-¿Lo ve? Todo a mi alrededor es
en blanco y negro. Aquel mueble del fondo, por ejemplo –dijo señalando a una
estantería del Ikea de la habitación-, también esta mesa, el reloj de la pared
–que indicaba las cinco y media- y ese calendario –apuntando con su dedo índice
esta vez hacia la pared de su derecha- que, por cierto, está anticuado.
-1942 fue un buen año.
- No lo dudo, pero estamos en
2013, casi 2014… Lo que es la vida. En fin, cómo pasa el tiempo.
-Es hora de empezar.
Bajó por la calle Atocha,
protegido contra el frío con su largo abrigo blanco. Vestía con un traje negro,
zapatos del mismo color y un sombrero gris. Caminó deprisa, aunque no se
dirigía a ninguna parte. En la comisura de sus labios se apoyaba un cigarro
humeante. Le dio una calada y lo cogió. Soltó el humo y decidió hacer una
llamada a su novia. No duró más de un minuto. Decidió que lo mejor sería
contarle una verdad a medias, que llegaría tarde a casa y no le esperara para
cenar.
Salió de la cabina de teléfono.
Volvió a encenderse un cigarrillo. Se apretó el abrigo y siguió caminando hacia
ningún lado. El frío viento le quitó las ganas de seguir caminando hacia no
sabía dónde, sus extremidades sufrían. Decidió entrar en el primer bar que se
cruzara por su camino, después de dar una larga calada, el viento consumía los
cigarros muy rápidamente.
Apagó el cigarro que se acababa
de encender y entró en el bar, su inconsciente lo había traído al bar donde
solía ir. Se sentó en la barra y pidió un Gin-tonic. No estaba permitido fumar.

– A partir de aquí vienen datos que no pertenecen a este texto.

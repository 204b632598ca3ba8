//! Metrics endpoint handler for Prometheus scraping.
//!
//! Serves the last published snapshot. The handler never talks to the upstream
//! and never triggers a cycle; it only reads what the poller published.

use axum::{
    extract::State,
    http::{header, StatusCode},
    response::{IntoResponse, Response},
};
use tracing::{debug, error, instrument};

use crate::state::SharedState;

/// Content type of the Prometheus text exposition format.
const EXPOSITION_CONTENT_TYPE: &str = "text/plain; version=0.0.4; charset=utf-8";

/// Error type for metrics endpoint failures.
#[derive(Debug)]
pub enum MetricsError {
    SnapshotUnavailable,
}

impl IntoResponse for MetricsError {
    fn into_response(self) -> Response {
        (StatusCode::INTERNAL_SERVER_ERROR, "Failed to fetch metrics.").into_response()
    }
}

/// Handler for the /metrics endpoint.
#[instrument(skip(state))]
pub async fn metrics_handler(State(state): State<SharedState>) -> Result<Response, MetricsError> {
    debug!("Processing /metrics request");
    state.health_stats.record_http_request();
    state.health_stats.record_metrics_endpoint_call();

    let snapshot = state.snapshot.current().map_err(|e| {
        error!(error = %e, "Snapshot read failed");
        MetricsError::SnapshotUnavailable
    })?;

    let content_type = if snapshot.is_ready() {
        EXPOSITION_CONTENT_TYPE
    } else {
        debug!("No snapshot published yet, serving placeholder");
        "text/plain; charset=utf-8"
    };

    Ok((
        StatusCode::OK,
        [(header::CONTENT_TYPE, content_type)],
        snapshot.text().to_string(),
    )
        .into_response())
}

#[cfg(test)]
mod tests {
    use super::*;
    use crate::state::AppState;
    use alertsite_exporter::snapshot::PLACEHOLDER;
    use alertsite_exporter::{
        Config, CredentialManager, HealthStats, HttpTokenIssuer, SnapshotStore,
    };
    use std::sync::Arc;
    use std::time::{Duration, Instant};

    fn test_state(snapshot: Arc<SnapshotStore>) -> SharedState {
        let issuer = Arc::new(HttpTokenIssuer::new(
            reqwest::Client::new(),
            "http://127.0.0.1:9",
        ));
        Arc::new(AppState {
            config: Arc::new(Config::default()),
            snapshot,
            health_stats: Arc::new(HealthStats::new()),
            credentials: Arc::new(CredentialManager::new(issuer, None, Duration::from_secs(3300))),
            refresh_interval: Duration::from_secs(60),
            start_time: Instant::now(),
        })
    }

    async fn body_text(response: Response) -> String {
        let bytes = axum::body::to_bytes(response.into_body(), usize::MAX)
            .await
            .unwrap();
        String::from_utf8(bytes.to_vec()).unwrap()
    }

    fn content_type(response: &Response) -> &str {
        response
            .headers()
            .get(header::CONTENT_TYPE)
            .and_then(|v| v.to_str().ok())
            .unwrap_or_default()
    }

    #[tokio::test]
    async fn test_placeholder_before_first_publish() {
        let state = test_state(Arc::new(SnapshotStore::new()));

        let response = metrics_handler(State(state.clone())).await.unwrap();

        assert_eq!(response.status(), StatusCode::OK);
        assert_eq!(content_type(&response), "text/plain; charset=utf-8");
        assert_eq!(body_text(response).await, PLACEHOLDER);
        assert_eq!(
            state
                .health_stats
                .metrics_endpoint_calls
                .load(std::sync::atomic::Ordering::Relaxed),
            1
        );
    }

    #[tokio::test]
    async fn test_published_snapshot_uses_exposition_content_type() {
        let snapshot = Arc::new(SnapshotStore::new());
        let text = "# TYPE alertsite_app_health gauge\nalertsite_app_health{app=\"Sphere\",region=\"EMEA\"} 0\n";
        snapshot.publish(text.to_string(), 1);
        let state = test_state(snapshot);

        let response = metrics_handler(State(state)).await.unwrap();

        assert_eq!(response.status(), StatusCode::OK);
        assert_eq!(content_type(&response), EXPOSITION_CONTENT_TYPE);
        assert_eq!(body_text(response).await, text);
    }

    #[tokio::test]
    async fn test_read_failure_is_generic_500() {
        let response = MetricsError::SnapshotUnavailable.into_response();

        assert_eq!(response.status(), StatusCode::INTERNAL_SERVER_ERROR);
        assert_eq!(body_text(response).await, "Failed to fetch metrics.");
    }
}
//! Regions and the static per-region lookup data.
//!
//! A region is a closed set of variants. Everything keyed by region (account
//! ids, target allow-lists) is loaded once from configuration and never
//! looked up by raw string.

use regex::{NoExpand, Regex, RegexBuilder};
use serde::{de, Deserialize, Deserializer, Serialize, Serializer};
use std::collections::BTreeMap;
use std::fmt;
use std::str::FromStr;

use crate::error::{ExporterError, Result};

/// Geographic grouping of upstream sub-accounts.
///
/// The derived `Ord` is the poll order. Serialized as its label value so it
/// can key maps in every config format.
#[derive(Debug, Clone, Copy, PartialEq, Eq, Hash, PartialOrd, Ord)]
pub enum Region {
    Emea,
    Na,
    Oceania,
}

impl Region {
    pub const ALL: [Region; 3] = [Region::Emea, Region::Na, Region::Oceania];

    /// Label value used in every exported series.
    pub fn as_str(&self) -> &'static str {
        match self {
            Region::Emea => "EMEA",
            Region::Na => "NA",
            Region::Oceania => "OCEANIA",
        }
    }
}

impl fmt::Display for Region {
    fn fmt(&self, f: &mut fmt::Formatter<'_>) -> fmt::Result {
        f.write_str(self.as_str())
    }
}

impl FromStr for Region {
    type Err = ExporterError;

    fn from_str(s: &str) -> Result<Self> {
        Region::ALL
            .into_iter()
            .find(|r| r.as_str().eq_ignore_ascii_case(s.trim()))
            .ok_or_else(|| ExporterError::Configuration(format!("unknown region '{}'", s)))
    }
}

impl Serialize for Region {
    fn serialize<S: Serializer>(&self, serializer: S) -> std::result::Result<S::Ok, S::Error> {
        serializer.serialize_str(self.as_str())
    }
}

impl<'de> Deserialize<'de> for Region {
    fn deserialize<D: Deserializer<'de>>(deserializer: D) -> std::result::Result<Self, D::Error> {
        let raw = String::deserialize(deserializer)?;
        raw.parse().map_err(de::Error::custom)
    }
}

/// Upstream account and target allow-list for one region.
#[derive(Debug, Clone, Serialize, Deserialize, PartialEq)]
pub struct RegionConfig {
    /// Upstream sub-account id queried for this region.
    #[serde(alias = "customer_id")]
    pub account_id: u64,

    /// Target-name substrings; a target is kept if any entry is contained in
    /// its name (case-insensitive).
    #[serde(default, alias = "filters")]
    pub targets: Vec<String>,
}

/// Case-insensitive rewrite applied to target names before export.
#[derive(Debug, Clone, Serialize, Deserialize, PartialEq)]
pub struct AliasRule {
    pub from: String,
    pub to: String,
}

/// Built-in region table.
pub fn default_regions() -> BTreeMap<Region, RegionConfig> {
    fn targets(names: &[&str]) -> Vec<String> {
        names.iter().map(|s| s.to_string()).collect()
    }

    let mut map = BTreeMap::new();
    map.insert(
        Region::Emea,
        RegionConfig {
            account_id: 24333,
            targets: targets(&[
                "Investor Centre Responsive - Site Check",
                "Investor Centre Responsive - Performance",
                "UK Investor Centre Responsive - Core Functionality Test",
                "UK Issuer Online - Site Check",
                "UK Issuer Online - Advanced Search",
                "UK Issuer Online Core Functionality",
                "EquatePlus",
                "PING",
                "UK Proxy Vote - Performance",
                "Sphere",
                "Global Viewpoint",
                "Summit",
            ]),
        },
    );
    map.insert(
        Region::Na,
        RegionConfig {
            account_id: 24332,
            targets: targets(&[
                "CGS GEMS",
                "NA_Issuer_Online_Holder",
                "Equateplus",
                "InvestorVote",
                "Sphere",
                "Investor Center",
                "NOC ServiceNow Test Environment",
            ]),
        },
    );
    map.insert(
        Region::Oceania,
        RegionConfig {
            account_id: 24334,
            targets: targets(&[
                "EquatePlus",
                "IssuerAU_V3.16 - After Hours",
                "IssuerAU_V3.16 - Core Hours",
                "IssuerNZ - Monitored from NZ_V2.6 - After Hours",
                "IssuerNZ - Monitored from NZ_V2.6 - Core Hours",
                "IC3 Registration AU_V5.0 - Core Hours",
                "InvestorVote",
                "GEMS",
            ]),
        },
    );
    map
}

pub fn default_deny_substrings() -> Vec<String> {
    vec!["UAT".to_string()]
}

pub fn default_aliases() -> Vec<AliasRule> {
    vec![AliasRule {
        from: "Investor Center".to_string(),
        to: "Investor Centre".to_string(),
    }]
}

/// Compiled name filtering and alias rewriting shared by all regions.
#[derive(Debug, Clone)]
pub struct TargetFilter {
    deny: Vec<String>,
    aliases: Vec<(Regex, String)>,
}

impl TargetFilter {
    pub fn new(deny: &[String], aliases: &[AliasRule]) -> Result<Self> {
        let aliases = aliases
            .iter()
            .map(|rule| {
                if rule.from.trim().is_empty() {
                    return Err(ExporterError::Configuration(
                        "alias rule with empty 'from' pattern".into(),
                    ));
                }
                let re = RegexBuilder::new(&regex::escape(&rule.from))
                    .case_insensitive(true)
                    .build()
                    .map_err(|e| {
                        ExporterError::Configuration(format!(
                            "invalid alias rule '{}': {}",
                            rule.from, e
                        ))
                    })?;
                Ok((re, rule.to.clone()))
            })
            .collect::<Result<Vec<_>>>()?;

        Ok(Self {
            deny: deny.iter().filter(|d| !d.is_empty()).cloned().collect(),
            aliases,
        })
    }

    /// Deny markers are matched case-sensitively.
    pub fn is_denied(&self, name: &str) -> bool {
        self.deny.iter().any(|marker| name.contains(marker.as_str()))
    }

    /// True when at least one allow-list entry is contained in `name`,
    /// ignoring case.
    pub fn is_allowed(name: &str, allow: &[String]) -> bool {
        let name = name.to_lowercase();
        allow
            .iter()
            .filter(|entry| !entry.is_empty())
            .any(|entry| name.contains(&entry.to_lowercase()))
    }

    pub fn accepts(&self, name: &str, allow: &[String]) -> bool {
        !name.trim().is_empty() && !self.is_denied(name) && Self::is_allowed(name, allow)
    }

    /// Applies every alias rule in order, then trims.
    pub fn canonical_name(&self, name: &str) -> String {
        let mut out = name.to_string();
        for (re, to) in &self.aliases {
            out = re.replace_all(&out, NoExpand(to)).into_owned();
        }
        out.trim().to_string()
    }
}

impl Default for TargetFilter {
    fn default() -> Self {
        // Built-in rules are static literals and always compile.
        Self::new(&default_deny_substrings(), &default_aliases()).unwrap_or(Self {
            deny: default_deny_substrings(),
            aliases: Vec::new(),
        })
    }
}

#[cfg(test)]
mod tests {
    use super::*;

    fn allow(entries: &[&str]) -> Vec<String> {
        entries.iter().map(|s| s.to_string()).collect()
    }

    #[test]
    fn test_region_parse_and_display() {
        assert_eq!("emea".parse::<Region>().unwrap(), Region::Emea);
        assert_eq!(" NA ".parse::<Region>().unwrap(), Region::Na);
        assert_eq!(Region::Oceania.to_string(), "OCEANIA");
        assert!("APAC".parse::<Region>().is_err());
    }

    #[test]
    fn test_region_poll_order_is_stable() {
        let keys: Vec<Region> = default_regions().keys().copied().collect();
        assert_eq!(keys, vec![Region::Emea, Region::Na, Region::Oceania]);
    }

    #[test]
    fn test_allow_list_is_case_insensitive_substring() {
        let list = allow(&["Sphere", "GEMS"]);
        assert!(TargetFilter::is_allowed("sphere - login journey", &list));
        assert!(TargetFilter::is_allowed("CGS gems portal", &list));
        assert!(!TargetFilter::is_allowed("Summit", &list));
    }

    #[test]
    fn test_uat_marker_is_never_accepted() {
        let filter = TargetFilter::default();
        let list = allow(&["Sphere"]);
        assert!(!filter.accepts("Sphere UAT", &list));
        assert!(filter.accepts("Sphere Production", &list));
    }

    #[test]
    fn test_empty_name_rejected() {
        let filter = TargetFilter::default();
        assert!(!filter.accepts("   ", &allow(&[""])));
    }

    #[test]
    fn test_alias_rewrites_case_insensitively_and_trims() {
        let filter = TargetFilter::default();
        assert_eq!(
            filter.canonical_name("  investor center - Login "),
            "Investor Centre - Login"
        );
        assert_eq!(filter.canonical_name("Sphere"), "Sphere");
    }

    #[test]
    fn test_alias_with_regex_metacharacters_is_literal() {
        let filter = TargetFilter::new(
            &[],
            &[AliasRule {
                from: "V3.16 (AU)".into(),
                to: "V3 AU".into(),
            }],
        )
        .unwrap();
        assert_eq!(filter.canonical_name("Issuer V3.16 (AU)"), "Issuer V3 AU");
        assert_eq!(filter.canonical_name("Issuer V3x16 (AU)"), "Issuer V3x16 (AU)");
    }

    #[test]
    fn test_empty_alias_pattern_rejected() {
        let err = TargetFilter::new(
            &[],
            &[AliasRule {
                from: " ".into(),
                to: "x".into(),
            }],
        )
        .unwrap_err();
        assert_eq!(err.kind(), "configuration");
    }
}
//! Health check endpoint handler.
//!
//! This module provides the `/health` endpoint handler that returns
//! exporter health statistics and target data freshness.

use axum::{extract::State, http::StatusCode, response::IntoResponse};
use std::time::Duration;
use tracing::{debug, instrument};

use crate::state::SharedState;

// Time conversion constants
const SECONDS_PER_HOUR: f64 = 3600.0;
const MINUTES_PER_HOUR: f64 = 60.0;
const HOURS_PER_DAY: f64 = 24.0;

/// Target data older than this many refresh intervals counts as stale.
const STALE_AFTER_INTERVALS: u32 = 3;

/// Footer text for human-readable HTTP endpoints.
pub const FOOTER_TEXT: &str = concat!("alertsite-exporter ", env!("CARGO_PKG_VERSION"));

/// Handler for the /health endpoint.
#[instrument(skip(state))]
pub async fn health_handler(State(state): State<SharedState>) -> impl IntoResponse {
    debug!("Processing /health request");
    state.health_stats.record_http_request();

    // A snapshot is published every cycle; freshness comes from target data.
    let since_success = state.health_stats.since_last_success();
    let stale_after = state.refresh_interval * STALE_AFTER_INTERVALS;

    let (status, message) = match since_success {
        None => (
            StatusCode::SERVICE_UNAVAILABLE,
            "Waiting for first successful poll cycle".to_string(),
        ),
        Some(age) if age <= stale_after => (StatusCode::OK, "OK".to_string()),
        Some(age) => (
            StatusCode::SERVICE_UNAVAILABLE,
            format!("Target data stale, last successful cycle {} ago", format_age(age)),
        ),
    };

    // Calculate uptime
    let uptime_seconds = state.health_stats.get_uptime_seconds();
    let uptime_hours = uptime_seconds as f64 / SECONDS_PER_HOUR;
    let uptime_str = if uptime_hours < 1.0 {
        format!("{:.1} minutes", uptime_hours * MINUTES_PER_HOUR)
    } else if uptime_hours < HOURS_PER_DAY {
        format!("{:.1} hours", uptime_hours)
    } else {
        format!("{:.1} days", uptime_hours / HOURS_PER_DAY)
    };

    let token = match state.credentials.cached_age() {
        Some(age) => format!("cached, {} old", format_age(age)),
        None if state.credentials.has_credentials() => "not yet requested".to_string(),
        None => "credentials not configured".to_string(),
    };

    let table = state.health_stats.render_table();

    debug!("Health check: {} - {}", status, message);
    (
        status,
        [("Content-Type", "text/plain; charset=utf-8")],
        format!(
            "{message}\n\nUptime: {uptime_str}\nAccess token: {token} ({} refreshes, {} failures)\n\n{table}\n{FOOTER_TEXT}",
            state.credentials.refresh_count(),
            state.credentials.refresh_failure_count(),
        ),
    )
}

fn format_age(age: Duration) -> String {
    let secs = age.as_secs();
    if secs < 120 {
        format!("{}s", secs)
    } else {
        format!("{}m", secs / 60)
    }
}
//! Error types for the exporter core.
//!
//! Every failure the poll loop can observe maps onto one variant here. None
//! of them is allowed to terminate the loop; the variant decides whether a
//! failure is cycle-wide (credentials), region-wide (transport) or local to
//! a single gauge (parse errors never reach this type at all).

use thiserror::Error;

use crate::region::Region;

/// Result alias used throughout the library.
pub type Result<T> = std::result::Result<T, ExporterError>;

#[derive(Debug, Error)]
pub enum ExporterError {
    /// Required configuration is missing or malformed. Never triggers a
    /// network call.
    #[error("configuration error: {0}")]
    Configuration(String),

    /// The token endpoint refused the credentials or answered without a token.
    #[error("authentication failed (status {status}): {body}")]
    Authentication { status: u16, body: String },

    /// A region request could not be completed.
    #[error("transport error for region {region}: {source}")]
    Transport {
        region: Region,
        #[source]
        source: reqwest::Error,
    },

    /// Failure while talking to a non-region endpoint or building the client.
    #[error("http error: {0}")]
    Http(#[from] reqwest::Error),

    /// A response body did not match the expected JSON shape.
    #[error("failed to decode {what}: {source}")]
    Decode {
        what: &'static str,
        #[source]
        source: serde_json::Error,
    },

    /// A gauge write was rejected, e.g. a label count mismatch.
    #[error("failed to write gauge {gauge}: {source}")]
    GaugeWrite {
        gauge: &'static str,
        #[source]
        source: prometheus::Error,
    },

    /// The metric registry could not be serialized.
    #[error("render error: {0}")]
    Render(#[from] prometheus::Error),

    /// The published snapshot could not be read.
    #[error("snapshot unavailable")]
    SnapshotUnavailable,

    #[error("io error: {0}")]
    Io(#[from] std::io::Error),

    #[error("yaml error: {0}")]
    Yaml(#[from] serde_yaml::Error),

    #[error("json error: {0}")]
    Json(#[from] serde_json::Error),

    #[error("toml parse error: {0}")]
    TomlDe(#[from] toml::de::Error),

    #[error("toml serialize error: {0}")]
    TomlSer(#[from] toml::ser::Error),
}

impl ExporterError {
    /// Short machine-readable kind, used as a structured log field.
    pub fn kind(&self) -> &'static str {
        match self {
            ExporterError::Configuration(_) => "configuration",
            ExporterError::Authentication { .. } => "authentication",
            ExporterError::Transport { .. } => "transport",
            ExporterError::Http(_) => "http",
            ExporterError::Decode { .. } => "decode",
            ExporterError::GaugeWrite { .. } => "gauge_write",
            ExporterError::Render(_) => "render",
            ExporterError::SnapshotUnavailable => "snapshot",
            ExporterError::Io(_) => "io",
            ExporterError::Yaml(_)
            | ExporterError::Json(_)
            | ExporterError::TomlDe(_)
            | ExporterError::TomlSer(_) => "config_format",
        }
    }
}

No se quitó el sombrero ni el abrigo. Agarró un periódico del día y comenzó a
leerlo mientras se decía a sí mismo que tenía que acabar con esto.
-Un día duro en el trabajo ¿eh?
Aquí tiene, –le dijo el camarero y le sirvió la bebida-.
-Uno ya no ve nada más que días
grises, –respondió, y el camarero le miró extrañado y con cara de amigo a su
vez-.
Dio un largo trago. No leyó nada
que le resultara interesante o diferente. Todo eran malas noticias en aquel
periódico bicolor. Terminó su copa, pagó lo que debía y se marchó. Mientras
salía, inspeccionaba su bolsillo cerciorándose de que no se había dejado nada.
Faltaba el paquete de cigarrillos. No recordaba haberlo sacado. Lamentó el
despiste, se subió el cuello del abrigo blanco y volvió a por el paquete.
Cuando lo tuvo delante, lo miró pensativo unos segundos, esperando quizás a
que pasara algo, pero no pasó nada. Lo recogió y salió del bar.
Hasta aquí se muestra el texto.